------ EXERCISE INPUTS

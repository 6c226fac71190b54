pub mod category;
pub mod config;
pub mod error;
pub mod execute;
pub mod file;
pub mod fs;
pub mod pattern;
pub mod resolve;
pub mod rule;
pub mod session;
pub mod undo;
pub mod watch;

pub use config::{resolve_base_dir, Config, OrganizeConfig, WatchConfig};
pub use error::{Result, SortError};
pub use execute::{
    organize_batch, unique_path, ActionExecutor, BatchReport, ExecutionResult, FileError,
    TakenAction,
};
pub use file::FileInfo;
pub use fs::{FileSystem, LocalFs};
pub use pattern::{expand, format_date};
pub use resolve::{
    chain_actions, Destination, FileOrganizeResult, PreviewSnapshot, ResolveContext, TRASH_MARKER,
};
pub use rule::{
    first_match, match_chain, ActionType, Attribute, Condition, ConditionGroup, MatchType,
    Operator, Rule, RuleAction, RuleMatcher, RuleSet, RULES_FILE,
};
pub use session::{OrganizerSession, ScanOptions, SessionState};
pub use undo::{undo, ManualRestore, TrashRecord, UndoEntry, UndoLog, UndoResult, UNDO_FILE};
pub use watch::{is_ignored_path, ChangeKind, RefreshGate, WatchEvent, DEFAULT_DEBOUNCE};

// Category system
pub use category::{
    BuiltinCategory, CategoriesConfig, CategoryConfigEntry, CategoryDef, CategoryLookup,
    CategoryStore, BUILTIN_CATEGORIES,
};
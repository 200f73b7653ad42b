//! Layered synonym configuration.
//!
//! Two key-value layers feed automated mapping: shared defaults (the
//! contract's own synonym sets, optionally extended by a shared JSON file)
//! and user-learned entries appended whenever a confirmed template is
//! saved. Learned entries take precedence on conflict. The learned file is
//! only ever appended to, via an atomic read-merge-write.

use std::collections::BTreeMap;
use std::path::Path;

use anyhow::{Context, Result};

use prs_model::SchemaContract;

use crate::utils::normalize_text;

/// Canonical field name -> known raw header synonyms.
pub type SynonymMap = BTreeMap<String, Vec<String>>;

/// Read a synonym layer from a JSON file; a missing file is an empty layer.
pub fn read_synonym_file(path: &Path) -> Result<SynonymMap> {
    if !path.exists() {
        return Ok(SynonymMap::new());
    }
    let contents = std::fs::read_to_string(path)
        .with_context(|| format!("read synonyms from {}", path.display()))?;
    let map: SynonymMap = serde_json::from_str(&contents)
        .with_context(|| format!("parse synonyms from {}", path.display()))?;
    Ok(map)
}

fn merge_into(base: &mut SynonymMap, additions: &SynonymMap) -> usize {
    let mut added = 0usize;
    for (field, values) in additions {
        let entry = base.entry(field.clone()).or_default();
        for value in values {
            let exists = entry
                .iter()
                .any(|existing| existing.eq_ignore_ascii_case(value));
            if !exists {
                entry.push(value.clone());
                added += 1;
            }
        }
    }
    added
}

/// Append new pairs to the learned layer on disk.
///
/// The merge never deletes existing entries. The full merged record is
/// written to a temp file and renamed into place, so concurrent readers
/// never observe a partial write. Returns the number of entries added.
pub fn append_learned(path: &Path, additions: &SynonymMap) -> Result<usize> {
    if additions.is_empty() {
        return Ok(0);
    }
    let mut merged = read_synonym_file(path)?;
    let added = merge_into(&mut merged, additions);
    if added == 0 {
        return Ok(0);
    }
    if let Some(parent) = path.parent()
        && !parent.as_os_str().is_empty()
    {
        std::fs::create_dir_all(parent)
            .with_context(|| format!("create synonym dir {}", parent.display()))?;
    }
    let json = serde_json::to_string_pretty(&merged).context("serialize learned synonyms")?;
    let tmp = path.with_extension("json.tmp");
    std::fs::write(&tmp, json)
        .with_context(|| format!("write learned synonyms to {}", tmp.display()))?;
    std::fs::rename(&tmp, path)
        .with_context(|| format!("replace learned synonyms at {}", path.display()))?;
    Ok(added)
}

/// Merged view over the synonym layers used by the mapping engine.
#[derive(Debug, Clone, Default)]
pub struct SynonymBook {
    shared: SynonymMap,
    learned: SynonymMap,
}

impl SynonymBook {
    /// Seed the shared layer from the contract's own synonym sets.
    pub fn from_contract(contract: &SchemaContract) -> Self {
        let mut shared = SynonymMap::new();
        for field in &contract.fields {
            if !field.synonyms.is_empty() {
                shared.insert(field.name.clone(), field.synonyms.clone());
            }
        }
        Self {
            shared,
            learned: SynonymMap::new(),
        }
    }

    /// Merge an additional shared layer (e.g. a site-wide synonyms file).
    pub fn with_shared_layer(mut self, layer: &SynonymMap) -> Self {
        merge_into(&mut self.shared, layer);
        self
    }

    /// Merge the user-learned layer.
    pub fn with_learned_layer(mut self, layer: &SynonymMap) -> Self {
        merge_into(&mut self.learned, layer);
        self
    }

    /// Resolve a raw header to a canonical field by exact normalized match.
    ///
    /// The canonical field name itself always matches; otherwise learned
    /// entries are consulted before shared ones.
    pub fn lookup(&self, header: &str, contract: &SchemaContract) -> Option<String> {
        let normalized = normalize_text(header);
        if normalized.is_empty() {
            return None;
        }
        for field in &contract.fields {
            if normalize_text(&field.name) == normalized {
                return Some(field.name.clone());
            }
        }
        for layer in [&self.learned, &self.shared] {
            for (field, values) in layer {
                if values
                    .iter()
                    .any(|value| normalize_text(value) == normalized)
                {
                    return Some(field.clone());
                }
            }
        }
        None
    }

    /// All synonyms known for a field, learned entries first.
    pub fn synonyms_for(&self, field: &str) -> Vec<String> {
        let mut values = Vec::new();
        for layer in [&self.learned, &self.shared] {
            for (candidate, entries) in layer {
                if candidate.eq_ignore_ascii_case(field) {
                    for entry in entries {
                        if !values
                            .iter()
                            .any(|existing: &String| existing.eq_ignore_ascii_case(entry))
                        {
                            values.push(entry.clone());
                        }
                    }
                }
            }
        }
        values
    }
}

#[cfg(test)]
mod tests {
    use super::*;
    use prs_model::schema::default_contract;

    #[test]
    fn learned_entries_take_precedence() {
        let contract = default_contract();
        let mut learned = SynonymMap::new();
        // "source" is a shared synonym for provider_id; a user decided it
        // means region in their files.
        learned.insert("region".to_string(), vec!["source".to_string()]);
        let book = SynonymBook::from_contract(&contract).with_learned_layer(&learned);
        assert_eq!(book.lookup("Source", &contract), Some("region".to_string()));
    }

    #[test]
    fn canonical_name_always_matches() {
        let contract = default_contract();
        let book = SynonymBook::from_contract(&contract);
        assert_eq!(
            book.lookup("Article SKU", &contract),
            Some("article_sku".to_string())
        );
    }

    #[test]
    fn order_number_synonym_matches() {
        let contract = default_contract();
        let book = SynonymBook::from_contract(&contract);
        assert_eq!(
            book.lookup("Order #", &contract),
            Some("order_id".to_string())
        );
    }
}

------------

* **ASSIGNMENT**
From the records above, return each line where "additions" occurs.

* **ANSWER TO THIS EXERCISE**
fn merge_into(base: &mut SynonymMap, additions: &SynonymMap) -> usize {
    for (field, values) in additions {
pub fn append_learned(path: &Path, additions: &SynonymMap) -> Result<usize> {
    if additions.is_empty() {
    let added = merge_into(&mut merged, additions);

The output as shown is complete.